▶ [Task requirements] Take the records below and write them out again exactly.

▶ [Information provided]
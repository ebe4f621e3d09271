use std::{fmt, sync::LazyLock};

use serde::{Deserialize, Serialize};

use super::{NONE, NONE_ID, error::Error};

const ISO_PREFIX: &str = "ISO ";

/// An ISO standard series.
///
/// Each [`Standard`](super::Standard) is one part of a series. The series
/// name is derived from its numeric id, e.g. `ISO 19005`.
#[derive(Debug, Clone, Copy, PartialEq, Eq, Hash, PartialOrd, Ord, Serialize, Deserialize)]
#[serde(into = "Repr", try_from = "Repr")]
pub enum StandardSeries {
    /// Sentinel for "no series".
    None,
    /// ISO 19005, the PDF/A series.
    Iso19005,
    /// ISO 32000, the baseline PDF series.
    Iso32000,
}

impl StandardSeries {
    /// Every series, in declaration order.
    pub const ALL: [Self; 3] = [Self::None, Self::Iso19005, Self::Iso32000];

    /// Returns the numeric series id.
    #[must_use]
    pub const fn id(self) -> u32 {
        match self {
            Self::None => NONE_ID,
            Self::Iso19005 => 19005,
            Self::Iso32000 => 32000,
        }
    }

    /// Returns the series description.
    #[must_use]
    pub const fn description(self) -> &'static str {
        match self {
            Self::None => NONE,
            Self::Iso19005 => {
                "Document management -- Electronic document file format for long-term preservation"
            }
            Self::Iso32000 => "Document management -- Portable document format",
        }
    }

    /// Returns the series name, e.g. `ISO 19005`.
    #[must_use]
    pub fn name(self) -> &'static str {
        &DERIVED[self as usize].name
    }

    /// Returns `true` for the sentinel series.
    #[must_use]
    pub const fn is_none(self) -> bool {
        matches!(self, Self::None)
    }

    /// Looks up a series by its numeric id.
    #[must_use]
    pub fn from_id(id: u32) -> Option<Self> {
        Self::ALL.into_iter().find(|series| series.id() == id)
    }
}

impl fmt::Display for StandardSeries {
    fn fmt(&self, f: &mut fmt::Formatter) -> fmt::Result {
        f.write_str(&DERIVED[*self as usize].display)
    }
}

/// Strings derived from each series, built once on first use.
struct Derived {
    name: String,
    display: String,
}

impl Derived {
    fn new(series: StandardSeries) -> Self {
        let name = format!("{ISO_PREFIX}{}", series.id());
        let display = format!("{name} {}", series.description());
        Self { name, display }
    }
}

static DERIVED: LazyLock<[Derived; StandardSeries::ALL.len()]> =
    LazyLock::new(|| StandardSeries::ALL.map(Derived::new));

/// Structured form of a series.
#[derive(Debug, Serialize, Deserialize)]
struct Repr {
    id: u32,
    #[serde(default)]
    name: String,
    #[serde(default)]
    description: String,
}

impl From<StandardSeries> for Repr {
    fn from(series: StandardSeries) -> Self {
        Self {
            id: series.id(),
            name: series.name().to_string(),
            description: series.description().to_string(),
        }
    }
}

impl TryFrom<Repr> for StandardSeries {
    type Error = Error;

    fn try_from(repr: Repr) -> Result<Self, Self::Error> {
        let series = Self::from_id(repr.id).ok_or(Error::UnknownSeries(repr.id))?;
        Error::check_derived("series name", series.name(), &repr.name)?;
        Error::check_derived("series description", series.description(), &repr.description)?;
        Ok(series)
    }
}
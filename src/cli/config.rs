use std::path::Path;

use anyhow::Context;
use pdfa_flavour::{Config, Flavour};
use tracing::instrument;

use super::terminal::Colorize;

/// Show or modify the flavour configuration
///
/// The configuration controls which flavour is used when none is named and
/// which flavours are offered for selection. An empty allow list offers every
/// flavour.
#[derive(Debug, clap::Parser)]
pub struct Command {
    #[command(subcommand)]
    command: ConfigCommand,
}

#[derive(Debug, clap::Parser)]
enum ConfigCommand {
    /// Show all configuration values
    Show,

    /// Add one or more flavours to the allow list
    Allow {
        /// Flavours to allow (e.g. `2b`, `PDFA_3_U`)
        #[arg(required = true, value_parser = super::parse_flavour)]
        flavours: Vec<Flavour>,
    },

    /// Remove one or more flavours from the allow list
    Disallow {
        /// Flavours to remove
        #[arg(required = true, value_parser = super::parse_flavour)]
        flavours: Vec<Flavour>,
    },

    /// Set the default flavour
    Default {
        /// The flavour to use when none is named
        #[arg(value_parser = super::parse_flavour)]
        flavour: Flavour,
    },
}

impl Command {
    #[instrument(skip(self))]
    pub fn run(self, config_path: &Path) -> anyhow::Result<()> {
        let mut config = super::load_config(config_path)?;

        match self.command {
            ConfigCommand::Show => {
                Self::show_config(&config);
                return Ok(());
            }
            ConfigCommand::Allow { flavours } => {
                for flavour in flavours {
                    if config.allow_flavour(flavour) {
                        println!("{}", format!("Allowed {}", flavour.symbol()).success());
                    } else if flavour.is_none() {
                        println!("{}", "The none flavour cannot be allowed".warning());
                    } else {
                        println!(
                            "{}",
                            format!("{} is already allowed", flavour.symbol()).warning()
                        );
                    }
                }
            }
            ConfigCommand::Disallow { flavours } => {
                for flavour in flavours {
                    if config.disallow_flavour(flavour) {
                        println!("{}", format!("Disallowed {}", flavour.symbol()).success());
                    } else {
                        println!(
                            "{}",
                            format!("{} was not in the allow list", flavour.symbol()).warning()
                        );
                    }
                }
                if config.allowed_flavours().is_empty() {
                    println!("{}", "Allow list is empty: all flavours are offered".dim());
                }
            }
            ConfigCommand::Default { flavour } => {
                if !config.is_flavour_allowed(flavour) {
                    tracing::warn!(
                        flavour = flavour.symbol(),
                        "default flavour is not in the allow list"
                    );
                }
                config.set_default_flavour(flavour);
                println!(
                    "{}",
                    format!("Default flavour: {}", flavour.symbol()).success()
                );
            }
        }

        tracing::info!(path = %config_path.display(), "saving configuration");
        config
            .save(config_path)
            .with_context(|| format!("failed to update {}", config_path.display()))
    }

    fn show_config(config: &Config) {
        println!("Configuration:");
        let default = config.default_flavour();
        println!(
            "  default_flavour: {} ({})",
            default.short_id(),
            default.symbol().dim()
        );
        if config.allowed_flavours().is_empty() {
            println!("  allowed_flavours: {} (all flavours allowed)", "[]".dim());
        } else {
            let ids: Vec<_> = config
                .allowed_flavours()
                .iter()
                .map(|f| f.short_id())
                .collect();
            println!("  allowed_flavours: [{}]", ids.join(", "));
        }
    }
}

▶ [Reply to the exercise]
repository ebe4f621e3d09271
use std::{fmt, sync::LazyLock};

use serde::{Deserialize, Serialize};

use super::{NONE, NONE_ID, error::Error};

const ISO_PREFIX: &str = "ISO ";

/// An ISO standard series.
///
/// Each [`Standard`](super::Standard) is one part of a series. The series
/// name is derived from its numeric id, e.g. `ISO 19005`.
#[derive(Debug, Clone, Copy, PartialEq, Eq, Hash, PartialOrd, Ord, Serialize, Deserialize)]
#[serde(into = "Repr", try_from = "Repr")]
pub enum StandardSeries {
    /// Sentinel for "no series".
    None,
    /// ISO 19005, the PDF/A series.
    Iso19005,
    /// ISO 32000, the baseline PDF series.
    Iso32000,
}

impl StandardSeries {
    /// Every series, in declaration order.
    pub const ALL: [Self; 3] = [Self::None, Self::Iso19005, Self::Iso32000];

    /// Returns the numeric series id.
    #[must_use]
    pub const fn id(self) -> u32 {
        match self {
            Self::None => NONE_ID,
            Self::Iso19005 => 19005,
            Self::Iso32000 => 32000,
        }
    }

    /// Returns the series description.
    #[must_use]
    pub const fn description(self) -> &'static str {
        match self {
            Self::None => NONE,
            Self::Iso19005 => {
                "Document management -- Electronic document file format for long-term preservation"
            }
            Self::Iso32000 => "Document management -- Portable document format",
        }
    }

    /// Returns the series name, e.g. `ISO 19005`.
    #[must_use]
    pub fn name(self) -> &'static str {
        &DERIVED[self as usize].name
    }

    /// Returns `true` for the sentinel series.
    #[must_use]
    pub const fn is_none(self) -> bool {
        matches!(self, Self::None)
    }

    /// Looks up a series by its numeric id.
    #[must_use]
    pub fn from_id(id: u32) -> Option<Self> {
        Self::ALL.into_iter().find(|series| series.id() == id)
    }
}

impl fmt::Display for StandardSeries {
    fn fmt(&self, f: &mut fmt::Formatter) -> fmt::Result {
        f.write_str(&DERIVED[*self as usize].display)
    }
}

/// Strings derived from each series, built once on first use.
struct Derived {
    name: String,
    display: String,
}

impl Derived {
    fn new(series: StandardSeries) -> Self {
        let name = format!("{ISO_PREFIX}{}", series.id());
        let display = format!("{name} {}", series.description());
        Self { name, display }
    }
}

static DERIVED: LazyLock<[Derived; StandardSeries::ALL.len()]> =
    LazyLock::new(|| StandardSeries::ALL.map(Derived::new));

/// Structured form of a series.
#[derive(Debug, Serialize, Deserialize)]
struct Repr {
    id: u32,
    #[serde(default)]
    name: String,
    #[serde(default)]
    description: String,
}

impl From<StandardSeries> for Repr {
    fn from(series: StandardSeries) -> Self {
        Self {
            id: series.id(),
            name: series.name().to_string(),
            description: series.description().to_string(),
        }
    }
}

impl TryFrom<Repr> for StandardSeries {
    type Error = Error;

    fn try_from(repr: Repr) -> Result<Self, Self::Error> {
        let series = Self::from_id(repr.id).ok_or(Error::UnknownSeries(repr.id))?;
        Error::check_derived("series name", series.name(), &repr.name)?;
        Error::check_derived("series description", series.description(), &repr.description)?;
        Ok(series)
    }
}
filename src/cli/config.rs
use std::path::Path;

use anyhow::Context;
use pdfa_flavour::{Config, Flavour};
use tracing::instrument;

use super::terminal::Colorize;

/// Show or modify the flavour configuration
///
/// The configuration controls which flavour is used when none is named and
/// which flavours are offered for selection. An empty allow list offers every
/// flavour.
#[derive(Debug, clap::Parser)]
pub struct Command {
    #[command(subcommand)]
    command: ConfigCommand,
}

#[derive(Debug, clap::Parser)]
enum ConfigCommand {
    /// Show all configuration values
    Show,

    /// Add one or more flavours to the allow list
    Allow {
        /// Flavours to allow (e.g. `2b`, `PDFA_3_U`)
        #[arg(required = true, value_parser = super::parse_flavour)]
        flavours: Vec<Flavour>,
    },

    /// Remove one or more flavours from the allow list
    Disallow {
        /// Flavours to remove
        #[arg(required = true, value_parser = super::parse_flavour)]
        flavours: Vec<Flavour>,
    },

    /// Set the default flavour
    Default {
        /// The flavour to use when none is named
        #[arg(value_parser = super::parse_flavour)]
        flavour: Flavour,
    },
}

impl Command {
    #[instrument(skip(self))]
    pub fn run(self, config_path: &Path) -> anyhow::Result<()> {
        let mut config = super::load_config(config_path)?;

        match self.command {
            ConfigCommand::Show => {
                Self::show_config(&config);
                return Ok(());
            }
            ConfigCommand::Allow { flavours } => {
                for flavour in flavours {
                    if config.allow_flavour(flavour) {
                        println!("{}", format!("Allowed {}", flavour.symbol()).success());
                    } else if flavour.is_none() {
                        println!("{}", "The none flavour cannot be allowed".warning());
                    } else {
                        println!(
                            "{}",
                            format!("{} is already allowed", flavour.symbol()).warning()
                        );
                    }
                }
            }
            ConfigCommand::Disallow { flavours } => {
                for flavour in flavours {
                    if config.disallow_flavour(flavour) {
                        println!("{}", format!("Disallowed {}", flavour.symbol()).success());
                    } else {
                        println!(
                            "{}",
                            format!("{} was not in the allow list", flavour.symbol()).warning()
                        );
                    }
                }
                if config.allowed_flavours().is_empty() {
                    println!("{}", "Allow list is empty: all flavours are offered".dim());
                }
            }
            ConfigCommand::Default { flavour } => {
                if !config.is_flavour_allowed(flavour) {
                    tracing::warn!(
                        flavour = flavour.symbol(),
                        "default flavour is not in the allow list"
                    );
                }
                config.set_default_flavour(flavour);
                println!(
                    "{}",
                    format!("Default flavour: {}", flavour.symbol()).success()
                );
            }
        }

        tracing::info!(path = %config_path.display(), "saving configuration");
        config
            .save(config_path)
            .with_context(|| format!("failed to update {}", config_path.display()))
    }

    fn show_config(config: &Config) {
        println!("Configuration:");
        let default = config.default_flavour();
        println!(
            "  default_flavour: {} ({})",
            default.short_id(),
            default.symbol().dim()
        );
        if config.allowed_flavours().is_empty() {
            println!("  allowed_flavours: {} (all flavours allowed)", "[]".dim());
        } else {
            let ids: Vec<_> = config
                .allowed_flavours()
                .iter()
                .map(|f| f.short_id())
                .collect();
            println!("  allowed_flavours: [{}]", ids.join(", "));
        }
    }
}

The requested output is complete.